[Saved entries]
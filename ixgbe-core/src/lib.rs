//! Polled, copy-free, single-threaded packet forwarding over a shared
//! descriptor ring.
//!
//! This crate is hardware-agnostic: it knows the legacy 82599 descriptor
//! layout and the receive/transmit protocol built on top of it, but it talks
//! to a concrete NIC only through the narrow [`Device`] and [`DmaAllocator`]
//! contracts. `ixgbe-device` provides the PCI-backed implementation of
//! `Device`; `ixgbe-mem` provides a `DmaAllocator`.
#![cfg_attr(not(feature = "std"), no_std)]

#[cfg(test)]
extern crate std;

mod agent;
mod classifier;
mod descriptor;
mod device;
mod error;

pub use agent::{Agent, DefaultAgent, PACKET_BUFFER_SIZE};
pub use classifier::Classifier;
pub use descriptor::{
    rx_metadata_length, tx_metadata, Descriptor, RX_METADATA_DD, RX_METADATA_EOP,
    TX_METADATA_EOP, TX_METADATA_IFCS, TX_METADATA_RS,
};
pub use device::{Device, DeviceError, TailRegister};
pub use error::AgentInitError;

pub use ixgbe_hal::{AllocError, DmaAllocator, PhysAddr};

**ACTION ITEM**
Repeat every line of the data precisely.

**RESPONSE AREA**
filename ixgbe-core/src/lib.rs
//! Polled, copy-free, single-threaded packet forwarding over a shared
//! descriptor ring.
//!
//! This crate is hardware-agnostic: it knows the legacy 82599 descriptor
//! layout and the receive/transmit protocol built on top of it, but it talks
//! to a concrete NIC only through the narrow [`Device`] and [`DmaAllocator`]
//! contracts. `ixgbe-device` provides the PCI-backed implementation of
//! `Device`; `ixgbe-mem` provides a `DmaAllocator`.
#![cfg_attr(not(feature = "std"), no_std)]

#[cfg(test)]
extern crate std;

mod agent;
mod classifier;
mod descriptor;
mod device;
mod error;

pub use agent::{Agent, DefaultAgent, PACKET_BUFFER_SIZE};
pub use classifier::Classifier;
pub use descriptor::{
    rx_metadata_length, tx_metadata, Descriptor, RX_METADATA_DD, RX_METADATA_EOP,
    TX_METADATA_EOP, TX_METADATA_IFCS, TX_METADATA_RS,
};
pub use device::{Device, DeviceError, TailRegister};
pub use error::AgentInitError;

pub use ixgbe_hal::{AllocError, DmaAllocator, PhysAddr};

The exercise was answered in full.